Stef Shaw uses Rangefinder while Zephyr Melton looks

Be smarter, when you use your Rangefinder to save strokes on the course.

Golf.com

Welcome Play SmartA regular GOLF.com GOLF.COM column that will help you become a smarter, better golfer.

Report jumped out on Wednesday With ESPNPaolo Uggetti, who said that PGA Tour is “testing enabling players to use distance measurement devices this season.” We hope that thanks to the faster and more efficient pace, the pace of the game will become faster.

Now I am not an expert on If It will actually speed up the game, but I know that if the cruise players can use Rangfinders, They will use them completely differently than weekend hackers.

How Well, fortunately, we recently shot Play Smart Segment with instructor Stef Shaw, in which he explains the best practices of using Rangefinder.

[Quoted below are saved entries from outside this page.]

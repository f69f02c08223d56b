//! MQTT Packet Definitions
//!
//! Packet types for MQTT v3.1 and v3.1.1. Both levels share a wire layout;
//! the only level-dependent detail is the protocol name in CONNECT and the
//! session-present bit in CONNACK.

use std::sync::Arc;

use bytes::Bytes;

use super::{ConnectReturnCode, PacketType, ProtocolVersion, QoS, SubAckReturnCode};

/// MQTT Packet
#[derive(Debug, Clone, PartialEq, Eq)]
#[allow(clippy::large_enum_variant)]
pub enum Packet {
    Connect(Box<Connect>),
    ConnAck(ConnAck),
    Publish(Publish),
    PubAck(PubAck),
    PubRec(PubRec),
    PubRel(PubRel),
    PubComp(PubComp),
    Subscribe(Subscribe),
    SubAck(SubAck),
    Unsubscribe(Unsubscribe),
    UnsubAck(UnsubAck),
    PingReq,
    PingResp,
    Disconnect,
}

impl Packet {
    pub fn packet_type(&self) -> PacketType {
        match self {
            Packet::Connect(_) => PacketType::Connect,
            Packet::ConnAck(_) => PacketType::ConnAck,
            Packet::Publish(_) => PacketType::Publish,
            Packet::PubAck(_) => PacketType::PubAck,
            Packet::PubRec(_) => PacketType::PubRec,
            Packet::PubRel(_) => PacketType::PubRel,
            Packet::PubComp(_) => PacketType::PubComp,
            Packet::Subscribe(_) => PacketType::Subscribe,
            Packet::SubAck(_) => PacketType::SubAck,
            Packet::Unsubscribe(_) => PacketType::Unsubscribe,
            Packet::UnsubAck(_) => PacketType::UnsubAck,
            Packet::PingReq => PacketType::PingReq,
            Packet::PingResp => PacketType::PingResp,
            Packet::Disconnect => PacketType::Disconnect,
        }
    }
}

/// CONNECT packet (client -> server)
#[derive(Debug, Clone, PartialEq, Eq)]
pub struct Connect {
    pub protocol_version: ProtocolVersion,
    /// Client identifier (may be empty)
    pub client_id: String,
    pub clean_session: bool,
    /// Keep alive interval in seconds (0 disables)
    pub keep_alive: u16,
    pub username: Option<String>,
    pub password: Option<Bytes>,
    pub will: Option<Will>,
}

impl Default for Connect {
    fn default() -> Self {
        Self {
            protocol_version: ProtocolVersion::V311,
            client_id: String::new(),
            clean_session: true,
            keep_alive: 60,
            username: None,
            password: None,
            will: None,
        }
    }
}

/// Will message configuration
#[derive(Debug, Clone, PartialEq, Eq)]
pub struct Will {
    pub topic: String,
    pub payload: Bytes,
    pub qos: QoS,
    pub retain: bool,
}

impl Will {
    /// Turn the will into the PUBLISH that is routed when it fires
    pub fn to_publish(&self) -> Publish {
        Publish {
            dup: false,
            qos: self.qos,
            retain: self.retain,
            topic: Arc::from(self.topic.as_str()),
            packet_id: None,
            payload: self.payload.clone(),
        }
    }
}

/// CONNACK packet (server -> client)
#[derive(Debug, Clone, PartialEq, Eq, Default)]
pub struct ConnAck {
    /// Session present flag (always written as 0 for v3.1)
    pub session_present: bool,
    pub return_code: ConnectReturnCode,
}

impl ConnAck {
    pub fn refused(return_code: ConnectReturnCode) -> Self {
        Self {
            session_present: false,
            return_code,
        }
    }
}

/// PUBLISH packet (bidirectional)
///
/// The topic is an `Arc<str>` so fan-out to many subscribers clones a pointer.
#[derive(Debug, Clone, PartialEq, Eq)]
pub struct Publish {
    pub dup: bool,
    pub qos: QoS,
    pub retain: bool,
    pub topic: Arc<str>,
    /// Packet identifier (present only for QoS > 0)
    pub packet_id: Option<u16>,
    pub payload: Bytes,
}

impl Default for Publish {
    fn default() -> Self {
        Self {
            dup: false,
            qos: QoS::AtMostOnce,
            retain: false,
            topic: Arc::from(""),
            packet_id: None,
            payload: Bytes::new(),
        }
    }
}

impl Publish {
    pub fn new(topic: &str, payload: impl Into<Bytes>, qos: QoS, retain: bool) -> Self {
        Self {
            dup: false,
            qos,
            retain,
            topic: Arc::from(topic),
            packet_id: None,
            payload: payload.into(),
        }
    }
}

macro_rules! ack_packet {
    ($(#[$doc:meta])* $name:ident) => {
        $(#[$doc])*
        #[derive(Debug, Clone, Copy, PartialEq, Eq)]
        pub struct $name {
            pub packet_id: u16,
        }

        impl $name {
            pub fn new(packet_id: u16) -> Self {
                Self { packet_id }
            }
        }
    };
}

ack_packet!(
    /// PUBACK packet (QoS 1)
    PubAck
);
ack_packet!(
    /// PUBREC packet (QoS 2 step 1)
    PubRec
);
ack_packet!(
    /// PUBREL packet (QoS 2 step 2)
    PubRel
);
ack_packet!(
    /// PUBCOMP packet (QoS 2 step 3)
    PubComp
);
ack_packet!(
    /// UNSUBACK packet
    UnsubAck
);

/// One topic filter in a SUBSCRIBE payload
#[derive(Debug, Clone, PartialEq, Eq)]
pub struct SubscribeTopic {
    pub filter: String,
    pub qos: QoS,
}

/// SUBSCRIBE packet (client -> server)
#[derive(Debug, Clone, PartialEq, Eq)]
pub struct Subscribe {
    pub packet_id: u16,
    pub topics: Vec<SubscribeTopic>,
}

/// SUBACK packet (server -> client)
#[derive(Debug, Clone, PartialEq, Eq)]
pub struct SubAck {
    pub packet_id: u16,
    /// One return code per requested filter, in request order
    pub return_codes: Vec<SubAckReturnCode>,
}

/// UNSUBSCRIBE packet (client -> server)
#[derive(Debug, Clone, PartialEq, Eq)]
pub struct Unsubscribe {
    pub packet_id: u16,
    pub filters: Vec<String>,
}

How bad do you use Rangefinder

When you come to the ball on the water track or on the Tee Par-3 box, you probably grab your Rangefinder and pack a pin. It’s all fine and elegant, right? Well, no quite.

Having a number to a pin at your fingertips is a great resource, but if the distance to the flag is everything you calculate, you use the Rangefinder error. The number to PIN is only Hi equations.

“I have three different yards that I can follow here,” says Shaw. “I can follow how far it is to wear the top of the hill. I have a pin that I will measure, and then how far back [of the green]. “

It is important to catch all three of these numbers when you pull your Rangefinder. Why? Because you need to know the range – from front to back – in which you can safely land on green.

In the above film, we know that the number of carrying the hill before the greenery is 100 yards, while the number to the pin is 110 yards, and the number on the back of the greenery is 120 yards. So, taking into account all these calculations, I have to choose the club that will go At least 100 yards for trouble and maximally 120 yards to stay green.

“If you look at the trackman, sometimes I will have someone who wears a ball of 90 yards, but it comes out to 120, and it will not be enough club,” says Shaw. “That is why it is important that you go to travel and come up with basic distances for your clubs.”

The next time you pull the Rangefinder on the course, remember that you are not looking for a PIN number. Instead, build a range at the front and behind the pin that you can land the ball and choose a club based on this. If you do this, you will hit a lot more greenery and you will be more glances at Birdie.